Emelianenko finished his U.S. tenure with two straight losses in Strikeforce to Antonio Silva and Dan Henderson, a natural middleweight who brushed off the weight disparagement just for the opportunity to face the Russian legend in the cage. The loss to Silva, a Brazilian juggernaut who had 40 pounds on Emelianenko, was particularly heartbreaking, as fans had never seen Emelianenko brutalized that way before.
For his final three fights, two were under the M-1 Global banner and Emelianenko deservedly received a hero's welcome in his home country with Russian President Vladimir Putin in attendance ringside. The other fight brought Emelianenko back to Japan last New Year's; a final thank you to the fans who watched, nurtured, and supported his rise and reign into the greatest fighter in the world for a time. To these fans, it didn't matter that these final opponents weren't high-caliber ones.
Both despite and because of the debate over where his final competitive days went, fans' interest in Emelianenko remains unabated.
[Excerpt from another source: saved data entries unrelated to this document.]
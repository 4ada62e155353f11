//! Broker tradebook CSV adapter.

use crate::domain::error::TradebookError;
use crate::domain::leg::RawFill;
use crate::ports::fill_port::FillSource;
use std::fs;
use std::path::PathBuf;

const CODE_COLUMNS: &[&str] = &["symbol", "tradingsymbol", "instrument_code"];
const SIDE_COLUMNS: &[&str] = &["trade_type", "side"];
const QUANTITY_COLUMNS: &[&str] = &["quantity", "qty"];
const PRICE_COLUMNS: &[&str] = &["price"];
const TIME_COLUMNS: &[&str] = &["order_execution_time", "timestamp", "trade_date"];
const EXPIRY_COLUMNS: &[&str] = &["expiry_date"];

pub struct CsvFillSource {
    path: PathBuf,
}

impl CsvFillSource {
    pub fn new(path: PathBuf) -> Self {
        Self { path }
    }
}

impl FillSource for CsvFillSource {
    fn source_name(&self) -> String {
        self.path
            .file_name()
            .map(|n| n.to_string_lossy().into_owned())
            .unwrap_or_else(|| self.path.display().to_string())
    }

    fn load_fills(&self) -> Result<Vec<RawFill>, TradebookError> {
        let content = fs::read_to_string(&self.path).map_err(|e| TradebookError::Input {
            source_name: self.source_name(),
            reason: format!("failed to read {}: {}", self.path.display(), e),
        })?;
        let fills = parse_fills(&self.source_name(), &content)?;
        log::info!("read {} rows from {}", fills.len(), self.path.display());
        Ok(fills)
    }
}

fn normalize_header(header: &str) -> String {
    header
        .trim_start_matches('\u{feff}')
        .trim()
        .to_lowercase()
        .replace(' ', "_")
}

fn find_column(headers: &[String], aliases: &[&str]) -> Option<usize> {
    aliases
        .iter()
        .find_map(|alias| headers.iter().position(|h| h == alias))
}

fn require_column(
    source_name: &str,
    headers: &[String],
    aliases: &[&str],
) -> Result<usize, TradebookError> {
    find_column(headers, aliases).ok_or_else(|| TradebookError::MissingColumn {
        source_name: source_name.to_string(),
        column: aliases.join(" | "),
    })
}

/// Parse tradebook CSV text into raw fills, one per data row.
///
/// Only the header row is validated here; cell contents are kept verbatim
/// for the normalizer to judge.
pub fn parse_fills(source_name: &str, content: &str) -> Result<Vec<RawFill>, TradebookError> {
    let mut rdr = csv::ReaderBuilder::new()
        .flexible(true)
        .trim(csv::Trim::All)
        .from_reader(content.as_bytes());

    let headers: Vec<String> = rdr
        .headers()
        .map_err(|e| TradebookError::Input {
            source_name: source_name.to_string(),
            reason: format!("CSV header error: {}", e),
        })?
        .iter()
        .map(normalize_header)
        .collect();

    let code = require_column(source_name, &headers, CODE_COLUMNS)?;
    let side = require_column(source_name, &headers, SIDE_COLUMNS)?;
    let quantity = require_column(source_name, &headers, QUANTITY_COLUMNS)?;
    let price = require_column(source_name, &headers, PRICE_COLUMNS)?;
    let timestamp = require_column(source_name, &headers, TIME_COLUMNS)?;
    let expiry = find_column(&headers, EXPIRY_COLUMNS);

    let mut fills = Vec::new();
    for (index, result) in rdr.records().enumerate() {
        let record = result.map_err(|e| TradebookError::Input {
            source_name: source_name.to_string(),
            reason: format!("CSV parse error: {}", e),
        })?;
        let cell = |idx: usize| record.get(idx).unwrap_or("").to_string();

        fills.push(RawFill {
            row: index + 1,
            instrument_code: cell(code),
            side: cell(side),
            quantity: cell(quantity),
            price: cell(price),
            timestamp: cell(timestamp),
            expiry_date: expiry.map(cell).filter(|s| !s.is_empty()),
        });
    }

    Ok(fills)
}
When Alistair Overeem failed a drug test in March and was dismissed from his May title fight against UFC heavyweight champion Junior Dos Santos, the Internet was ablaze with discussion over Emelianenko as a potential replacement. This is the power of Fedor.
Since last Thursday, there's already been hushed talk that Emelianenko might return to competition after the glow of his retirement has worn off. Hope springs eternal that Emelianenko might still grace the Octagon someday, but it's an unlikely proposition.
Aside from the lingering issues between Zuffa and M-1 Global, whatever drove Emelianenko to train and fight the way he did is long gone. He found what he was looking for in fighting and accomplished everything he wanted to during an astounding 12-year career. He's very content to settle down comfortably with his family in his own country. He's at peace.
It will be argued for years to come that Fedor Emelianenko is the greatest heavyweight of all time, but those who experienced his career as it happened with have no doubts. There hasn't been another heavyweight who's possessed a better grasp of MMA's diverse skillset than Emelianenko, and there probably won't be one for some time to come.